El nombre de Willeford se había vinculado a la búsqueda de los padres de Billy Purdue. Fue al número de Willeford al que la anciana, la señora Schneider, telefoneó. Si ella podía encontrarlo, también podía Caleb, y Caleb habría deseado saber todo lo que sabía Willeford. Confiaba en que el alcohol hubiese aliviado el dolor y le hubiese permitido vencer el miedo cuando se acercaba el final. Esperaba que hubiese contado cuanto sabía lo más deprisa posible, pero sabía que seguramente ésa era una falsa esperanza. En Willeford había algo del honor de antes, del valor de antes. No habría entregado a Billy tan fácilmente. Me lo imaginé sentado en el Sail Loft, con su whisky y su cerveza delante, un viejo a la deriva en el presente. Él pensaba que era el progreso lo que precipitaría su final, no un demonio del pasado que él mismo había despertado al hacer un favor a un joven perdido y apesadumbrado.

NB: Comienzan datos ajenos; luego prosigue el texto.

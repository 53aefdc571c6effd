use super::*;
use crate::geom::{Point, Trafo};
use assert_approx_eq::assert_approx_eq;
use test_case::test_case;

fn rect(x: f64, y: f64, w: f64, h: f64) -> Primitive {
    Primitive::new(
        Shape::Rectangle(Rectangle::new(x, y, w, h)),
        Trafo::identity(),
        Style::default(),
    )
}

fn doc_with_layer() -> (Document, NodeId) {
    let mut doc = Document::new();
    let page = doc.add_page(None);
    let layer = doc.add_layer(page, "Layer 1").unwrap();
    (doc, layer)
}

#[test]
fn new_document() {
    let doc = Document::new();
    assert_eq!(&NodeKind::Document, doc.kind(doc.root()).unwrap());
    assert_eq!(&[doc.pages_node()], doc.children(doc.root()).unwrap());
    assert!(doc.pages().is_empty());
    assert_eq!(Orientation::Portrait, doc.page_format.orientation);
}

#[test]
fn pages_and_layers() {
    let (doc, layer) = doc_with_layer();
    let page = doc.pages()[0];
    assert_eq!(Some(page), doc.parent(layer).unwrap());
    assert_eq!("A4", doc.page_format(page).unwrap().name);
    assert_eq!(Err(ModelError::NotPage(layer)), doc.page_format(layer).map(|_| ()));
}

#[test]
fn child_order_is_paint_order() {
    let (mut doc, layer) = doc_with_layer();
    let a = doc.add_primitive(layer, rect(0.0, 0.0, 1.0, 1.0)).unwrap();
    let b = doc.add_primitive(layer, rect(1.0, 1.0, 1.0, 1.0)).unwrap();
    assert_eq!(&[a, b], doc.children(layer).unwrap());
    let walked = doc.walk(doc.root()).unwrap();
    assert_eq!(vec![a, b], walked[walked.len() - 2..].to_vec());
    assert_eq!(2, doc.primitives(doc.root()).unwrap().count());
}

#[test]
fn append_child_rejections() {
    let (mut doc, layer) = doc_with_layer();
    let leaf = doc.add_primitive(layer, rect(0.0, 0.0, 1.0, 1.0)).unwrap();
    let group = doc.create_node(NodeKind::Group);
    assert_eq!(Err(ModelError::LeafParent(leaf)), doc.append_child(leaf, group));

    doc.append_child(layer, group).unwrap();
    assert_eq!(Err(ModelError::AlreadyParented(group)), doc.append_child(layer, group));

    let inner = doc.add_child(group, NodeKind::Group).unwrap();
    let detached = doc.create_node(NodeKind::Group);
    doc.append_child(detached, inner).unwrap_err();
    // ancestor of the parent
    let outer = doc.create_node(NodeKind::Group);
    let sub = doc.add_child(outer, NodeKind::Group).unwrap();
    assert_eq!(Err(ModelError::Cycle(outer)), doc.append_child(sub, outer));
    assert_eq!(Err(ModelError::AlreadyParented(doc.root())), doc.append_child(layer, doc.root()));
}

#[test]
fn bbox_memoized_and_invalidated() {
    let (mut doc, layer) = doc_with_layer();
    let a = doc.add_primitive(layer, rect(0.0, 0.0, 10.0, 10.0)).unwrap();
    let page = doc.pages()[0];
    assert_eq!(Some(Bbox::new(Point::new(0.0, 0.0), Point::new(10.0, 10.0))), doc.bbox(page).unwrap());

    doc.set_trafo(a, Trafo::translation(5.0, 0.0)).unwrap();
    assert_eq!(Some(Bbox::new(Point::new(5.0, 0.0), Point::new(15.0, 10.0))), doc.bbox(page).unwrap());

    doc.add_primitive(layer, rect(-5.0, -5.0, 1.0, 1.0)).unwrap();
    assert_eq!(Point::new(-5.0, -5.0), doc.bbox(doc.root()).unwrap().unwrap().min);

    doc.apply_trafo(layer, &Trafo::scale(2.0, 2.0)).unwrap();
    assert_eq!(Point::new(-10.0, -10.0), doc.bbox(page).unwrap().unwrap().min);
}

#[test]
fn empty_container_bbox() {
    let (doc, layer) = doc_with_layer();
    assert_eq!(None, doc.bbox(layer).unwrap());
}

#[test]
fn set_style_and_shape_need_primitive() {
    let (mut doc, layer) = doc_with_layer();
    assert_eq!(Err(ModelError::NotPrimitive(layer)), doc.set_style(layer, Style::default()));
    let a = doc.add_primitive(layer, rect(0.0, 0.0, 1.0, 1.0)).unwrap();
    doc.set_style(a, Style::filled(crate::color::Color::black())).unwrap();
    assert!(doc.primitive(a).unwrap().style.fill.is_some());

    doc.set_shape(a, Shape::Circle(Circle::full())).unwrap();
    let b = doc.bbox(a).unwrap().unwrap();
    assert_approx_eq!(1.0, b.max.x);
}

#[test]
fn convert_to_curve() {
    let (mut doc, layer) = doc_with_layer();
    let a = doc.add_primitive(layer, rect(2.0, 3.0, 4.0, 5.0)).unwrap();
    let before = doc.bbox(a).unwrap();
    doc.to_curve(a).unwrap();
    assert!(matches!(doc.primitive(a).unwrap().shape, Shape::Curve(_)));
    assert_eq!(before, doc.bbox(a).unwrap());
}

#[test_case(DocOrigin::Center, (0.0, 0.0) => (0.0, 0.0))]
#[test_case(DocOrigin::LowerLeft, (0.0, 0.0) => (-50.0, -100.0))]
#[test_case(DocOrigin::UpperLeft, (0.0, 0.0) => (-50.0, 100.0))]
#[test_case(DocOrigin::UpperLeft, (100.0, 200.0) => (50.0, -100.0))]
fn origin_trafo(origin: DocOrigin, p: (f64, f64)) -> (f64, f64) {
    let t = origin.origin_trafo(Size::new(100.0, 200.0));
    let p = t.transform_point(Point::new(p.0, p.1));
    (p.x, p.y)
}

#[test]
fn page_format_orientation() {
    assert_eq!(Orientation::Landscape, PageFormat::custom(300.0, 200.0).orientation);
    let (mut doc, _) = doc_with_layer();
    let page = doc.pages()[0];
    doc.set_page_format(page, PageFormat::custom(10.0, 20.0)).unwrap();
    assert_eq!(Size::new(10.0, 20.0), doc.page_format(page).unwrap().size);
}

#[test]
fn meta_notes() {
    let mut meta = MetaInfo::default();
    meta.add_note("a");
    meta.add_note("b");
    assert_eq!("a\nb", meta.notes);
}

#[test]
fn container_clips_bbox_and_paint() {
    let (mut doc, layer) = doc_with_layer();
    let clip_group = doc.add_child(layer, NodeKind::Container).unwrap();
    let clip = doc.add_primitive(clip_group, rect(0.0, 0.0, 5.0, 5.0)).unwrap();
    let content = doc.add_primitive(clip_group, rect(2.0, 2.0, 10.0, 10.0)).unwrap();

    assert_eq!(Some(clip), doc.clip_path(clip_group).unwrap());
    assert_eq!(None, doc.clip_path(layer).unwrap());
    assert_eq!(
        Some(Bbox::new(Point::new(2.0, 2.0), Point::new(5.0, 5.0))),
        doc.bbox(clip_group).unwrap()
    );
    let painted: Vec<_> = doc.primitives(layer).unwrap().map(|(id, _)| id).collect();
    assert_eq!(vec![content], painted);
}

#[test]
fn container_without_content_has_no_bbox() {
    let (mut doc, layer) = doc_with_layer();
    let clip_group = doc.add_child(layer, NodeKind::Container).unwrap();
    doc.add_primitive(clip_group, rect(0.0, 0.0, 5.0, 5.0)).unwrap();
    assert_eq!(None, doc.bbox(clip_group).unwrap());
    assert_eq!(None, doc.bbox(layer).unwrap());
}

#[test]
fn clip_group_is_not_painted() {
    let (mut doc, layer) = doc_with_layer();
    let clip_group = doc.add_child(layer, NodeKind::Container).unwrap();
    let mask = doc.add_child(clip_group, NodeKind::Group).unwrap();
    doc.add_primitive(mask, rect(0.0, 0.0, 5.0, 5.0)).unwrap();
    doc.add_primitive(mask, rect(5.0, 0.0, 5.0, 5.0)).unwrap();
    let content = doc.add_primitive(clip_group, rect(2.0, 2.0, 10.0, 10.0)).unwrap();

    let painted: Vec<_> = doc.primitives(doc.root()).unwrap().map(|(id, _)| id).collect();
    assert_eq!(vec![content], painted);
    assert_eq!(
        Some(Bbox::new(Point::new(2.0, 2.0), Point::new(10.0, 5.0))),
        doc.bbox(clip_group).unwrap()
    );
}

Y me acuerdo de Ricky, y del chirrido del maletero al abrirse, y de su cuerpo hecho un ovillo junto a la rueda de recambio, y de cómo intentó salvar a Ellen en los momentos previos a su muerte. Le deseo paz.
Lorna Jennings había abandonado Dark Hollow y a Rand. Me telefoneó para decirme que se iba a Illinois a pasar las Navidades con sus padres antes de buscar un nuevo lugar donde vivir. El contestador grabó el mensaje pese a que yo estaba en casa cuando llamó y oí su voz sobre el suave susurro de la cinta. No contesté. Mejor así, pensé.